In a study of sexual offenders Tidefors-Andersson (2000) applied the Change-Stability (FS), a test which is said to measure creative attitudes with respect to change and stability (Holmquist, 1986). It was found that sexual offenders achieved much lower values on the creative attitude test (i.e., they were more oriented towards stability and less inclined to change) than the normal population; this was interpreted as an expression of a poor capacity for symbolical thinking. According to Ekvall and Holmquist (1986) a creative attitude is characterized by openness, tolerance in the face of uncertainty and ambiguity, and a positive attitude to ideas produced by others. An instrument that measures creative ability can also provide a picture of an individual’s capacity for symbolic thinking (Piaget, 1969/1972). Children and adolescents playing with fire might do so because of their lack of capacity for symbolic thinking.

In an optimistic approach to life there is a strong expectation that despite setbacks and frustrations things will generally turn out all right (Goleman, 1998a). Optimists tend to solve their problems more successfully than pessimists. They have different coping strategies, in that the optimist has a more active problem-solving strategy and more often concludes that problems can be solved (provided that they are open to solution). Scheier and Carver (1985) maintain that optimism, interpreted as a powerful personality variable, is a significant factor in how people control their actions. The Life Orientation Test (LOT) has been constructed to measure the degree of available optimism.

To summarize, it may be said that research on arson is epidemiological and descriptive, and has been carried out primarily on clinical groups. A survey of the literature databases PsychLit and Medline has not produced any experimental studies in which a motive or a disposition to start fires has been related to hypothetical triggering variables.

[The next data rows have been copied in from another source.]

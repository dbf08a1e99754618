use time::OffsetDateTime;

use crate::{Edit, PrivilegedSet};

/// Summary fragments (lowercase) marking the start of a new episode: archival or a case move.
pub const EPISODE_BOUNDARY_MARKERS: [&str; 3] = ["archiv", "moving", "moved"];

/// The privileged reviewer credited with the latest action in the current episode.
#[derive(Debug, Clone, Eq, PartialEq)]
pub struct Attendant {
    pub name: String,
    pub at: OffsetDateTime,
}

impl Attendant {
    fn from_edit(edit: &Edit) -> Self {
        Self { name: edit.author.clone(), at: edit.timestamp }
    }
}

#[must_use]
pub fn is_episode_boundary(summary: &str) -> bool {
    let summary = summary.to_lowercase();
    EPISODE_BOUNDARY_MARKERS.iter().any(|marker| summary.contains(marker))
}

/// Scan edits (newest first) for the last privileged editor of the current episode.
///
/// The newest edit is only checked for a privileged author; its summary never
/// ends the episode. Each older edit is tested for an episode boundary before its
/// author is considered, and the first boundary ends the scan with no attendant.
#[must_use]
pub fn find_last_attendant(edits: &[Edit], privileged: &PrivilegedSet) -> Option<Attendant> {
    let (newest, older) = edits.split_first()?;
    if privileged.contains(&newest.author) {
        return Some(Attendant::from_edit(newest));
    }

    for edit in older {
        if is_episode_boundary(&edit.summary) {
            return None;
        }

        if privileged.contains(&edit.author) {
            return Some(Attendant::from_edit(edit));
        }
    }

    None
}
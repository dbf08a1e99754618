use std::fs;
use std::path::PathBuf;

use anyhow::{Context, Result};
use caseboard_api::{BoardConfig, CaseBoardApi, SnapshotFile};
use caseboard_core::parse_clerk_roster;
use clap::{Args, Parser, Subcommand};
use serde_json::Value;
use tracing_subscriber::EnvFilter;

const CLI_CONTRACT_VERSION: &str = "cli.v1";

#[derive(Debug, Parser)]
#[command(name = "cb")]
#[command(about = "Case board CLI")]
struct Cli {
    #[arg(long, default_value = "./caseboard.sqlite3", global = true)]
    db: PathBuf,

    /// YAML board configuration (table location, name overrides, table markers).
    #[arg(long, global = true)]
    config: Option<PathBuf>,

    /// Log verbosity on stderr. Repeat for more (-v, -vv, -vvv).
    #[arg(short, long, action = clap::ArgAction::Count, global = true)]
    verbose: u8,

    #[command(subcommand)]
    command: Command,
}

#[derive(Debug, Subcommand)]
enum Command {
    Board {
        #[command(subcommand)]
        command: Box<BoardCommand>,
    },
    Roster {
        #[command(subcommand)]
        command: Box<RosterCommand>,
    },
    Db {
        #[command(subcommand)]
        command: Box<DbCommand>,
    },
}

#[derive(Debug, Subcommand)]
enum BoardCommand {
    /// Build the ordered board and print it as JSON.
    Build(SnapshotArgs),
    /// Print the board as wikitext.
    Render(SnapshotArgs),
    /// Save the rendered board as a new revision unless it is unchanged.
    Publish(SnapshotArgs),
    History(HistoryArgs),
    Show(ShowArgs),
}

#[derive(Debug, Subcommand)]
enum RosterCommand {
    Parse(RosterParseArgs),
}

#[derive(Debug, Subcommand)]
enum DbCommand {
    SchemaVersion,
    Migrate(DbMigrateArgs),
    IntegrityCheck,
}

#[derive(Debug, Args)]
struct SnapshotArgs {
    #[arg(long)]
    snapshot: PathBuf,
}

#[derive(Debug, Args)]
struct HistoryArgs {
    #[arg(long)]
    location: Option<String>,
}

#[derive(Debug, Args)]
struct ShowArgs {
    #[arg(long)]
    revision_id: String,
}

#[derive(Debug, Args)]
struct RosterParseArgs {
    #[arg(long)]
    file: PathBuf,
}

#[derive(Debug, Args)]
struct DbMigrateArgs {
    #[arg(long, default_value_t = false)]
    dry_run: bool,
}

fn with_contract_version(value: Value) -> Value {
    match value {
        Value::Object(mut object) => {
            object.insert(
                "contract_version".to_string(),
                Value::String(CLI_CONTRACT_VERSION.to_string()),
            );
            Value::Object(object)
        }
        other => serde_json::json!({
            "contract_version": CLI_CONTRACT_VERSION,
            "payload": other
        }),
    }
}

fn emit_json(value: Value) -> Result<()> {
    println!("{}", serde_json::to_string_pretty(&with_contract_version(value))?);
    Ok(())
}

fn init_tracing(verbose: u8) {
    let filter = match verbose {
        0 => EnvFilter::new("warn"),
        1 => EnvFilter::new("info"),
        2 => EnvFilter::new("debug"),
        _ => EnvFilter::new("trace"),
    };

    tracing_subscriber::fmt()
        .with_env_filter(filter)
        .with_target(false)
        .with_writer(std::io::stderr)
        .init();
}

fn main() -> Result<()> {
    let cli = Cli::parse();
    init_tracing(cli.verbose);

    let config = BoardConfig::load(cli.config.as_deref())?;
    tracing::debug!(db = %cli.db.display(), location = %config.table_location, "starting cb");
    let api = CaseBoardApi::new(cli.db, config);

    match cli.command {
        Command::Board { command } => run_board(*command, &api),
        Command::Roster { command } => run_roster(*command),
        Command::Db { command } => run_db(*command, &api),
    }
}

fn run_board(command: BoardCommand, api: &CaseBoardApi) -> Result<()> {
    match command {
        BoardCommand::Build(args) => {
            let snapshot = SnapshotFile::load(&args.snapshot)?;
            let board = api.build_board(&snapshot)?;
            emit_json(serde_json::to_value(&board).context("failed to serialize board")?)
        }
        BoardCommand::Render(args) => {
            let snapshot = SnapshotFile::load(&args.snapshot)?;
            let board = api.build_board(&snapshot)?;
            println!("{}", api.render_board(&board));
            Ok(())
        }
        BoardCommand::Publish(args) => {
            let snapshot = SnapshotFile::load(&args.snapshot)?;
            let result = api.publish(&snapshot)?;
            emit_json(serde_json::to_value(&result).context("failed to serialize publish result")?)
        }
        BoardCommand::History(args) => {
            let revisions = api.revisions(args.location.as_deref())?;
            emit_json(serde_json::json!({ "revisions": revisions }))
        }
        BoardCommand::Show(args) => {
            let revision = api.revision_show(&args.revision_id)?;
            emit_json(serde_json::to_value(&revision).context("failed to serialize revision")?)
        }
    }
}

fn run_roster(command: RosterCommand) -> Result<()> {
    match command {
        RosterCommand::Parse(args) => {
            let text = fs::read_to_string(&args.file)
                .with_context(|| format!("failed to read roster file {}", args.file.display()))?;
            let clerks = parse_clerk_roster(&text)?;
            emit_json(serde_json::json!({
                "count": clerks.len(),
                "clerks": clerks
            }))
        }
    }
}

fn run_db(command: DbCommand, api: &CaseBoardApi) -> Result<()> {
    match command {
        DbCommand::SchemaVersion => {
            let status = api.schema_status()?;
            emit_json(serde_json::json!({
                "current_version": status.current_version,
                "target_version": status.target_version,
                "pending_versions": status.pending_versions,
                "up_to_date": status.pending_versions.is_empty(),
                "inferred_from_legacy": status.inferred_from_legacy
            }))
        }
        DbCommand::Migrate(args) => {
            let result = api.migrate(args.dry_run)?;
            emit_json(serde_json::to_value(&result).context("failed to serialize migrate result")?)
        }
        DbCommand::IntegrityCheck => {
            let report = api.integrity_check()?;
            emit_json(serde_json::to_value(&report).context("failed to serialize integrity report")?)
        }
    }
}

The aim in this experimental study was to see whether, even in nonclinical groups, there are tendencies towards reactive arson, measured as a relation between frustration, intoxication, and a disposition to start fires. Further, it was considered whether there was a relationship between the disposition to start fires and personality variables which may be assumed to be relevant such as creative attitude and degree of optimism. A further objective was to see whether the disposition to start fires could be studied by experimental method.

Method

Participants

The experiment was conducted in the Alcohol Research Laboratory at Karlstad University (Sweden). One hundred individuals, 50 men and 50 women, participated; all were undergraduate students recruited on campus. Participants were randomly assigned to one of five experimental groups (see “Design and alcoholic drinks”). The mean age for the population as a whole was 24.58 years (SD = 6.37, range = 19-38) and the mean weight was 70.69 kg (SD = 13.41, range = 60-118.50). The self-reported mean alcohol consumption for the group as a whole was 410.70 ml 100% alcohol per month (SD = 265.21) in comparison with the Swedish average (per capita, aged 15 or more) of 667 ml 100% alcohol per month (Kühlhorn, Hibell, Larsson, Ramstedt, & Zetterberg, 2000). There were no (two-way ANOVA) significant differences between the groups or between the sexes with regard to age and number of academic terms spent at Karlstad University (ps > 0.05). There was no (two-way ANOVA) significant difference between the groups with regard to alcohol consumption (p = 0.798) but there was a significant difference between the sexes [F(1, 90) = 10.54, p = 0.002] indicating that the male participants (M = 495.17, SD = 323.42) had higher alcohol consumption (per month) than the female participants (M = 326.23, SD = 151.50). Further, there was no significant difference between the groups with regard to weight (p = 0.981) but there was a significant difference between the sexes [F(1, 90) = 36.42, p < 0.001] indicating that the male participants (M = 78.36, SD = 11.78) weighed more than the female participants (M = 63.69, SD = 8.99). There were no significant differences (Kruskal-Wallis) between the experimental groups in regard to nicotine consumption, number of siblings, position in order of siblings, relationship with family, female participants’ menstrual status, intake of contraceptive pills (ps > 0.19). There were no significant gender differences (Mann-Whitney U) in regard to nicotine consumption, number of siblings, position in order of siblings, and relationship with family (ps > 0.1).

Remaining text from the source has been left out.